= Ordered exponential =

Generalisation of the exponential integral to non-commutative algebras

The ordered exponential, also called the path-ordered exponential, is a mathematical operation defined in non-commutative algebras, equivalent to the exponential of the integral in the commutative algebras. In practice the ordered exponential is used in matrix and operator algebras. It is a kind of product integral, or Volterra integral.

== Definition ==

Let A be an algebra over a field K, and a(t) be an element of A parameterized by the real numbers,
$a : \R \to A.$

The parameter t in a(t) is often referred to as the time parameter in this context.

The ordered exponential of a is denoted
$$\begin{align}
\operatorname{OE}[a](t) \equiv \mathcal{T} \left\{e^{\int_0^t a(t') \, dt'}\right\} & \equiv \sum_{n = 0}^\infty \frac{1}{n!} \int_0^t dt'_1 \cdots \int_0^t dt'_n \; \mathcal{T} \left\{a(t'_1) \cdots a(t'_n)\right\} \\
& = \sum_{n = 0}^\infty \int_0^t dt'_1 \int_0^{t'_1} dt'_2 \int_0^{t'_2}dt'_3 \cdots \int_0^{t'_{n-1}} dt'_n \; a(t'_n) \cdots a(t'_1)
\end{align}$$

where the term n = 0 is equal to 1 and where $\mathcal{T}$ is the time-ordering operator.

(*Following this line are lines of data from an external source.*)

//! Whisker scripting runtime: a Lua-5.1-subset string interpreter, an AST
//! expression evaluator, the `whisker.*` host API, the LIST state machine,
//! and an INCLUDE module resolver.

pub mod ast;
pub mod context;
pub mod error;
pub mod host;
pub mod interpreter;
pub mod list;
pub mod module;
pub mod pattern;
pub mod runtime;
mod stdlib;
pub mod value;

pub use context::ExecutionContext;
pub use error::{WhiskerError, WhiskerResult};
pub use value::Value;

/// Runs `source` as a full script against a fresh [`ExecutionContext`],
/// returning the context so callers can inspect output/errors/globals.
pub fn run(source: &str) -> ExecutionContext {
    let mut ctx = ExecutionContext::new();
    if let Err(e) = interpreter::run(&mut ctx, source) {
        ctx.errors.push(e.to_string());
    }
    ctx
}

#[cfg(test)]
mod tests {
    use super::*;

    #[test]
    fn arithmetic_precedence() {
        let ctx = run("result = 10 + 20 * 2");
        assert!(ctx.success(), "{:?}", ctx.errors);
        assert_eq!(ctx.globals.get("result").unwrap().as_num(), Some(50.0));
    }

    #[test]
    fn numeric_for_loop_accumulates() {
        let ctx = run("total = 0\nfor i = 1,10 do total = total + i end");
        assert!(ctx.success(), "{:?}", ctx.errors);
        assert_eq!(ctx.globals.get("total").unwrap().as_num(), Some(55.0));
    }

    #[test]
    fn user_function_call() {
        let ctx = run(
            "function max(a,b) if a > b then return a else return b end end\nresult = max(15,10)",
        );
        assert!(ctx.success(), "{:?}", ctx.errors);
        assert_eq!(ctx.globals.get("result").unwrap().as_num(), Some(15.0));
    }

    #[test]
    fn pairs_iterates_table_fields() {
        let ctx = run("t = {a=10, b=20}\ns = 0\nfor k,v in pairs(t) do s = s + v end");
        assert!(ctx.success(), "{:?}", ctx.errors);
        assert_eq!(ctx.globals.get("s").unwrap().as_num(), Some(30.0));
    }

    #[test]
    fn array_constructor_length_and_ipairs_match() {
        let ctx = run("t = {10, 20, 30}\nn = #t\nsum = 0\nfor i,v in ipairs(t) do sum = sum + v end");
        assert!(ctx.success(), "{:?}", ctx.errors);
        assert_eq!(ctx.globals.get("n").unwrap().as_num(), Some(3.0));
        assert_eq!(ctx.globals.get("sum").unwrap().as_num(), Some(60.0));
    }
}
//! Best-effort Lua-pattern-to-regex translation backing `string.find`,
//! `string.match` and `string.gsub` (spec §16 Open Question: Lua patterns
//! are not regular expressions, but most scripts only reach for character
//! classes, anchors and captures, all of which map cleanly onto `regex`).

use regex::Regex;

/// Translates a Lua pattern into an equivalent (or closest-effort) `regex`
/// pattern. `%b` balanced-match and `%f` frontier patterns have no regex
/// equivalent and are passed through literally, which will simply fail to
/// match rather than panic.
pub fn translate(pattern: &str) -> String {
    let mut out = String::with_capacity(pattern.len() + 8);
    let chars: Vec<char> = pattern.chars().collect();
    let mut i = 0;
    if chars.first() == Some(&'^') {
        out.push('^');
        i = 1;
    }
    while i < chars.len() {
        let c = chars[i];
        match c {
            '%' if i + 1 < chars.len() => {
                i += 1;
                out.push_str(&class_to_regex(chars[i]));
            }
            '.' => out.push_str(r"(?s:.)"),
            '-' => out.push_str("*?"),
            '[' => {
                let (frag, consumed) = translate_set(&chars[i..]);
                out.push_str(&frag);
                i += consumed - 1;
            }
            '(' | ')' | '*' | '+' | '?' | '^' | '$' => out.push(c),
            _ => {
                if is_regex_meta(c) {
                    out.push('\\');
                }
                out.push(c);
            }
        }
        i += 1;
    }
    out
}

fn is_regex_meta(c: char) -> bool {
    matches!(c, '\\' | '|' | '{' | '}' | '$' | '^')
}

fn class_to_regex(c: char) -> String {
    match c {
        'a' => "[A-Za-z]".to_string(),
        'A' => "[^A-Za-z]".to_string(),
        'd' => "[0-9]".to_string(),
        'D' => "[^0-9]".to_string(),
        'l' => "[a-z]".to_string(),
        'L' => "[^a-z]".to_string(),
        'u' => "[A-Z]".to_string(),
        'U' => "[^A-Z]".to_string(),
        's' => r"\s".to_string(),
        'S' => r"\S".to_string(),
        'w' => "[A-Za-z0-9]".to_string(),
        'W' => "[^A-Za-z0-9]".to_string(),
        'p' => r"[[:punct:]]".to_string(),
        'c' => r"[[:cntrl:]]".to_string(),
        'x' => "[0-9A-Fa-f]".to_string(),
        other => regex::escape(&other.to_string()),
    }
}

/// Translates a `[...]` set, expanding `%x` classes nested inside it.
/// Returns the translated fragment and how many source chars it consumed.
fn translate_set(chars: &[char]) -> (String, usize) {
    let mut out = String::from("[");
    let mut i = 1;
    if chars.get(1) == Some(&'^') {
        out.push('^');
        i += 1;
    }
    while i < chars.len() {
        match chars[i] {
            ']' if i > 1 => {
                out.push(']');
                return (out, i + 1);
            }
            '%' if i + 1 < chars.len() => {
                i += 1;
                out.push_str(&class_to_regex(chars[i]));
            }
            c => out.push(c),
        }
        i += 1;
    }
    out.push(']');
    (out, chars.len())
}

pub struct Match {
    pub start: usize,
    pub end: usize,
    pub captures: Vec<String>,
}

pub fn find(text: &str, pattern: &str, init: usize) -> Option<Match> {
    let re = Regex::new(&translate(pattern)).ok()?;
    let hay = text.get(init..)?;
    let caps = re.captures(hay)?;
    let whole = caps.get(0)?;
    let captures = caps
        .iter()
        .skip(1)
        .map(|m| m.map(|m| m.as_str().to_string()).unwrap_or_default())
        .collect();
    Some(Match {
        start: init + whole.start(),
        end: init + whole.end(),
        captures,
    })
}

/// Applies `repl` (a literal replacement string, `%0`/`%1`.. referring to
/// captures) up to `max` times (`usize::MAX` for "all").
pub fn gsub(text: &str, pattern: &str, repl: &str, max: usize) -> (String, usize) {
    let re = match Regex::new(&translate(pattern)) {
        Ok(re) => re,
        Err(_) => return (text.to_string(), 0),
    };
    let mut out = String::new();
    let mut last = 0;
    let mut count = 0;
    for caps in re.captures_iter(text) {
        if count >= max {
            break;
        }
        let whole = caps.get(0).unwrap();
        out.push_str(&text[last..whole.start()]);
        out.push_str(&expand_replacement(repl, &caps));
        last = whole.end();
        count += 1;
        if whole.start() == whole.end() {
            // Zero-width match: advance one char to avoid looping forever.
            if let Some(c) = text[last..].chars().next() {
                out.push(c);
                last += c.len_utf8();
            } else {
                break;
            }
        }
    }
    out.push_str(&text[last..]);
    (out, count)
}

fn expand_replacement(repl: &str, caps: &regex::Captures) -> String {
    let mut out = String::new();
    let mut chars = repl.chars().peekable();
    while let Some(c) = chars.next() {
        if c == '%' {
            match chars.next() {
                Some('0') => out.push_str(caps.get(0).map(|m| m.as_str()).unwrap_or("")),
                Some(d) if d.is_ascii_digit() => {
                    let idx = d.to_digit(10).unwrap() as usize;
                    out.push_str(caps.get(idx).map(|m| m.as_str()).unwrap_or(""));
                }
                Some('%') => out.push('%'),
                Some(other) => out.push(other),
                None => out.push('%'),
            }
        } else {
            out.push(c);
        }
    }
    out
}

#[cfg(test)]
mod tests {
    use super::*;

    #[test]
    fn translates_digit_and_word_classes() {
        assert_eq!(translate("%d+"), "[0-9]+");
        assert_eq!(translate("%w*"), "[A-Za-z0-9]*");
    }

    #[test]
    fn find_anchors_at_pattern_start() {
        let m = find("hello world", "^hello", 0).unwrap();
        assert_eq!((m.start, m.end), (0, 5));
        assert!(find("say hello", "^hello", 0).is_none());
    }

    #[test]
    fn find_returns_captures() {
        let m = find("key=value", "(%a+)=(%a+)", 0).unwrap();
        assert_eq!(m.captures, vec!["key".to_string(), "value".to_string()]);
    }

    #[test]
    fn gsub_replaces_every_digit_run() {
        let (out, count) = gsub("a1 b22 c333", "%d+", "#", usize::MAX);
        assert_eq!(out, "a# b# c#");
        assert_eq!(count, 3);
    }

    #[test]
    fn gsub_respects_max_count() {
        let (out, count) = gsub("a1 b2 c3", "%d", "#", 2);
        assert_eq!(out, "a# b# c3");
        assert_eq!(count, 2);
    }

    #[test]
    fn gsub_expands_capture_references() {
        let (out, _) = gsub("2026-07-31", "(%d+)%-(%d+)%-(%d+)", "%3/%2/%1", usize::MAX);
        assert_eq!(out, "31/07/2026");
    }

    #[test]
    fn gsub_on_zero_width_match_does_not_loop() {
        let (out, count) = gsub("abc", "x*", "-", usize::MAX);
        assert_eq!(count, 4);
        assert_eq!(out, "-a-b-c-");
    }

    #[test]
    fn set_translation_keeps_plain_ranges_intact() {
        assert_eq!(translate("[a-z]+"), "[a-z]+");
    }
}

It is a higher-order operation that ensures the exponential is time-ordered, so that any product of a(t) that occurs in the expansion of the exponential is ordered such that the value of t is increasing from right to left of the product. For example:
$\mathcal{T} \left\{a(1.2) a(9.5) a(4.1)\right\} = a(9.5) a(4.1) a(1.2).$
Time ordering is required, as products in the algebra are not necessarily commutative.

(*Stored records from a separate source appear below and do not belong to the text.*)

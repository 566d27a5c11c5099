//! Evaluates AST nodes against a host-owned [`RuntimeContext`](crate::host::Host)
//! (spec §4.7). Stricter than the string interpreter: `/` and `%` by zero
//! raise, call depth is capped, and only a narrow `math`/`string`/`whisker`
//! surface is reachable.

use ahash::AHashMap;

use crate::error::{WhiskerError, WhiskerResult};
use crate::host::Host;
use crate::value::{self, Value};

use super::{AssignOp, AstNode, BinaryOp, LiteralValue, UnaryOp};

/// Call-stack depth cap (spec §4.7, §5): exceeding it fails with
/// `CallDepthExceeded` rather than overflowing the native stack.
pub const CALL_DEPTH_LIMIT: usize = 100;

pub struct AstEvaluator<'a, H: Host> {
    host: &'a mut H,
    depth: usize,
}

impl<'a, H: Host> AstEvaluator<'a, H> {
    pub fn new(host: &'a mut H) -> Self {
        AstEvaluator { host, depth: 0 }
    }

    pub fn eval(&mut self, node: &AstNode, locals: &mut AHashMap<String, Value>) -> WhiskerResult<Value> {
        match node {
            AstNode::Literal { value, .. } => Ok(literal_value(value)),
            AstNode::Variable { name, .. } => {
                Ok(locals.get(name).cloned().unwrap_or_else(|| {
                    self.host.state_get(name).unwrap_or(Value::Nil)
                }))
            }
            AstNode::Identifier { name } => Ok(locals.get(name).cloned().unwrap_or(Value::Nil)),
            AstNode::Unary { op, arg } => self.eval_unary(*op, arg, locals),
            AstNode::Binary { op, left, right } => self.eval_binary(*op, left, right, locals),
            AstNode::Member { .. } => self.resolve_member_value(node, locals),
            AstNode::Call { callee, args } => self.eval_call(callee, args, locals),
            AstNode::Assignment { op, target, value } => self.eval_assignment(*op, target, value, locals),
        }
    }

    fn eval_unary(&mut self, op: UnaryOp, arg: &AstNode, locals: &mut AHashMap<String, Value>) -> WhiskerResult<Value> {
        let v = self.eval(arg, locals)?;
        Ok(match op {
            UnaryOp::Not => Value::Bool(!v.is_truthy()),
            UnaryOp::Neg => Value::Num(-value::to_number(&v)?),
            UnaryOp::Len => match &v {
                Value::Str(s) => Value::Num(s.chars().count() as f64),
                Value::Table(t) => Value::Num(t.borrow().length() as f64),
                other => {
                    return Err(WhiskerError::TypeMismatch(format!(
                        "attempt to get length of a {} value",
                        other.type_name()
                    )));
                }
            },
        })
    }

    fn eval_binary(
        &mut self,
        op: BinaryOp,
        left: &AstNode,
        right: &AstNode,
        locals: &mut AHashMap<String, Value>,
    ) -> WhiskerResult<Value> {
        if op == BinaryOp::And {
            let lv = self.eval(left, locals)?;
            return if lv.is_truthy() { self.eval(right, locals) } else { Ok(lv) };
        }
        if op == BinaryOp::Or {
            let lv = self.eval(left, locals)?;
            return if lv.is_truthy() { Ok(lv) } else { self.eval(right, locals) };
        }

        let lv = self.eval(left, locals)?;
        let rv = self.eval(right, locals)?;
        match op {
            BinaryOp::Add => Ok(Value::Num(value::to_number(&lv)? + value::to_number(&rv)?)),
            BinaryOp::Sub => Ok(Value::Num(value::to_number(&lv)? - value::to_number(&rv)?)),
            BinaryOp::Mul => Ok(Value::Num(value::to_number(&lv)? * value::to_number(&rv)?)),
            BinaryOp::Div => {
                let (a, b) = (value::to_number(&lv)?, value::to_number(&rv)?);
                if b == 0.0 {
                    return Err(WhiskerError::DivisionByZero("'/' by zero".to_string()));
                }
                Ok(Value::Num(a / b))
            }
            BinaryOp::Mod => {
                let (a, b) = (value::to_number(&lv)?, value::to_number(&rv)?);
                if b == 0.0 {
                    return Err(WhiskerError::DivisionByZero("'%' by zero".to_string()));
                }
                Ok(Value::Num(a - (a / b).floor() * b))
            }
            BinaryOp::Pow => Ok(Value::Num(value::to_number(&lv)?.powf(value::to_number(&rv)?))),
            BinaryOp::Concat => Ok(Value::str(format!(
                "{}{}",
                value::to_string(&lv),
                value::to_string(&rv)
            ))),
            BinaryOp::Eq => Ok(Value::Bool(value::equals(&lv, &rv))),
            BinaryOp::Ne => Ok(Value::Bool(!value::equals(&lv, &rv))),
            BinaryOp::Lt => Ok(Value::Bool(value::compare(&lv, &rv)? == std::cmp::Ordering::Less)),
            BinaryOp::Gt => Ok(Value::Bool(value::compare(&lv, &rv)? == std::cmp::Ordering::Greater)),
            BinaryOp::Le => Ok(Value::Bool(value::compare(&lv, &rv)? != std::cmp::Ordering::Greater)),
            BinaryOp::Ge => Ok(Value::Bool(value::compare(&lv, &rv)? != std::cmp::Ordering::Less)),
            BinaryOp::And | BinaryOp::Or => unreachable!("handled above"),
        }
    }

    /// Resolves a `Member`/`Identifier` chain rooted at a plain local/story
    /// variable into its current `Value` (used when a `Member` expression is
    /// evaluated outside of call position).
    fn resolve_member_value(&mut self, node: &AstNode, locals: &mut AHashMap<String, Value>) -> WhiskerResult<Value> {
        if let AstNode::Member { object, property } = node {
            if let AstNode::Identifier { name } = object.as_ref()
                && name == "math"
            {
                match property.as_str() {
                    "pi" => return Ok(Value::Num(std::f64::consts::PI)),
                    "huge" => return Ok(Value::Num(f64::INFINITY)),
                    _ => {}
                }
            }
            let base = self.eval(object, locals)?;
            match base {
                Value::Table(t) => Ok(t.borrow().get(property)),
                other => Err(WhiskerError::TypeMismatch(format!(
                    "attempt to index a {} value",
                    other.type_name()
                ))),
            }
        } else {
            unreachable!("resolve_member_value called on a non-Member node")
        }
    }

    fn eval_assignment(
        &mut self,
        op: AssignOp,
        target: &AstNode,
        value_node: &AstNode,
        locals: &mut AHashMap<String, Value>,
    ) -> WhiskerResult<Value> {
        let rhs = self.eval(value_node, locals)?;
        let new_value = if op == AssignOp::Assign {
            rhs
        } else {
            let current = self.eval(target, locals)?;
            let (a, b) = (value::to_number(&current)?, value::to_number(&rhs)?);
            Value::Num(match op {
                AssignOp::AddAssign => a + b,
                AssignOp::SubAssign => a - b,
                AssignOp::MulAssign => a * b,
                AssignOp::DivAssign => {
                    if b == 0.0 {
                        return Err(WhiskerError::DivisionByZero("'/=' by zero".to_string()));
                    }
                    a / b
                }
                AssignOp::Assign => unreachable!(),
            })
        };
        self.store(target, new_value.clone(), locals)?;
        Ok(new_value)
    }

    fn store(&mut self, target: &AstNode, value: Value, locals: &mut AHashMap<String, Value>) -> WhiskerResult<()> {
        match target {
            AstNode::Variable { name, .. } => {
                self.host.state_set(name, value);
                Ok(())
            }
            AstNode::Identifier { name } => {
                locals.insert(name.clone(), value);
                Ok(())
            }
            AstNode::Member { object, property } => {
                let base = self.eval(object, locals)?;
                match base {
                    Value::Table(t) => {
                        t.borrow_mut().set(property.clone(), value);
                        Ok(())
                    }
                    other => Err(WhiskerError::TypeMismatch(format!(
                        "attempt to index a {} value",
                        other.type_name()
                    ))),
                }
            }
            other => Err(WhiskerError::Syntax(format!("invalid assignment target: {other:?}"))),
        }
    }

    fn eval_call(
        &mut self,
        callee: &AstNode,
        args: &[AstNode],
        locals: &mut AHashMap<String, Value>,
    ) -> WhiskerResult<Value> {
        self.depth += 1;
        if self.depth > CALL_DEPTH_LIMIT {
            self.depth -= 1;
            return Err(WhiskerError::CallDepthExceeded {
                depth: self.depth + 1,
                limit: CALL_DEPTH_LIMIT,
            });
        }
        let result = self.eval_call_inner(callee, args, locals);
        self.depth -= 1;
        result
    }

    fn eval_call_inner(
        &mut self,
        callee: &AstNode,
        args: &[AstNode],
        locals: &mut AHashMap<String, Value>,
    ) -> WhiskerResult<Value> {
        let path = dotted_path(callee)
            .ok_or_else(|| WhiskerError::Syntax("call target is not a dotted name".to_string()))?;
        let values: Vec<Value> = args.iter().map(|a| self.eval(a, locals)).collect::<WhiskerResult<_>>()?;

        match path.first().map(String::as_str) {
            Some("whisker") => crate::host::dispatch(self.host, &path[1..], &values),
            Some("math") => super::math_call(self.host, &path[1..], &values),
            Some("string") => super::string_call(&path[1..], &values),
            Some("print") if path.len() == 1 => {
                self.host.print(&values);
                Ok(Value::Nil)
            }
            Some("type") if path.len() == 1 => Ok(Value::str(values.first().unwrap_or(&Value::Nil).type_name())),
            Some("tostring") if path.len() == 1 => {
                Ok(Value::str(value::to_string(values.first().unwrap_or(&Value::Nil))))
            }
            Some("tonumber") if path.len() == 1 => Ok(values
                .first()
                .and_then(|v| match v {
                    Value::Num(n) => Some(*n),
                    Value::Str(s) => value::parse_lua_number(s),
                    _ => None,
                })
                .map(Value::Num)
                .unwrap_or(Value::Nil)),
            _ => Err(WhiskerError::NameError(format!("unknown function '{}'", path.join(".")))),
        }
    }
}

fn literal_value(v: &LiteralValue) -> Value {
    match v {
        LiteralValue::Number(n) => Value::Num(*n),
        LiteralValue::String(s) => Value::str(s.clone()),
        LiteralValue::Boolean(b) => Value::Bool(*b),
        LiteralValue::Nil => Value::Nil,
    }
}

/// Flattens a `Member`/`Identifier` chain into its dotted path segments,
/// e.g. `whisker.passage.go` → `["whisker", "passage", "go"]`.
fn dotted_path(node: &AstNode) -> Option<Vec<String>> {
    match node {
        AstNode::Identifier { name } => Some(vec![name.clone()]),
        AstNode::Member { object, property } => {
            let mut path = dotted_path(object)?;
            path.push(property.clone());
            Some(path)
        }
        _ => None,
    }
}

#[cfg(test)]
mod tests {
    use super::*;
    use crate::ast::{AssignOp, LiteralValue, ValueType};
    use crate::host::StateApi;
    use crate::runtime::InMemoryRuntime;

    fn num_lit(n: f64) -> AstNode {
        AstNode::Literal {
            value_type: ValueType::Number,
            value: LiteralValue::Number(n),
        }
    }

    #[test]
    fn add_assign_reads_and_writes_host_state() {
        let mut host = InMemoryRuntime::new();
        host.state_set("gold", Value::Num(100.0));
        let mut locals = AHashMap::new();
        let mut eval = AstEvaluator::new(&mut host);

        let node = AstNode::Assignment {
            op: AssignOp::AddAssign,
            target: Box::new(AstNode::Variable { name: "gold".to_string(), scope: None }),
            value: Box::new(num_lit(50.0)),
        };
        let result = eval.eval(&node, &mut locals).unwrap();
        assert_eq!(result.as_num(), Some(150.0));
        assert_eq!(host.state_get("gold").unwrap().as_num(), Some(150.0));
    }

    #[test]
    fn division_by_zero_raises_instead_of_returning_zero() {
        let mut host = InMemoryRuntime::new();
        let mut locals = AHashMap::new();
        let mut eval = AstEvaluator::new(&mut host);
        let node = AstNode::Binary {
            op: BinaryOp::Div,
            left: Box::new(num_lit(1.0)),
            right: Box::new(num_lit(0.0)),
        };
        assert!(matches!(eval.eval(&node, &mut locals), Err(WhiskerError::DivisionByZero(_))));
    }

    #[test]
    fn call_depth_cap_is_enforced() {
        let mut host = InMemoryRuntime::new();
        let mut locals = AHashMap::new();
        let mut eval = AstEvaluator::new(&mut host);
        // string.upper("x") is a cheap, always-resolvable call to drive through eval_call.
        let node = AstNode::Call {
            callee: Box::new(AstNode::Member {
                object: Box::new(AstNode::Identifier { name: "string".to_string() }),
                property: "upper".to_string(),
            }),
            args: vec![AstNode::Literal {
                value_type: ValueType::String,
                value: LiteralValue::String("x".to_string()),
            }],
        };
        eval.depth = CALL_DEPTH_LIMIT;
        assert!(matches!(eval.eval(&node, &mut locals), Err(WhiskerError::CallDepthExceeded { .. })));
        eval.depth = 0;
        assert_eq!(eval.eval(&node, &mut locals).unwrap().as_str(), Some("X"));
    }

    #[test]
    fn math_pi_and_huge_are_reachable_without_a_math_table() {
        let mut host = InMemoryRuntime::new();
        let mut locals = AHashMap::new();
        let mut eval = AstEvaluator::new(&mut host);
        let node = AstNode::Member {
            object: Box::new(AstNode::Identifier { name: "math".to_string() }),
            property: "pi".to_string(),
        };
        let v = eval.eval(&node, &mut locals).unwrap();
        assert!((v.as_num().unwrap() - std::f64::consts::PI).abs() < 1e-12);
    }
}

The operation maps a parameterized element onto another parameterized element, or symbolically,
$\operatorname{OE} \mathrel{:} (\R \to A) \to (\R \to A).$

There are various ways to define this integral more rigorously.

=== Product of exponentials ===

The ordered exponential can be defined as the left product integral of the infinitesimal exponentials, or equivalently, as an ordered product of exponentials in the limit as the number of terms grows to infinity:
$$\operatorname{OE}[a](t) = \prod_0^t e^{a(t') \, dt'} \equiv
    \lim_{N \to \infty} \left(
      e^{a(t_N) \, \Delta t} e^{a(t_{N-1}) \, \Delta t} \cdots
      e^{a(t_1) \, \Delta t} e^{a(t_0) \, \Delta t}
    \right)$$

where the time moments are defined as t_{i} ≡ i Δt for i = 0, ..., N, and Δt ≡ t / N.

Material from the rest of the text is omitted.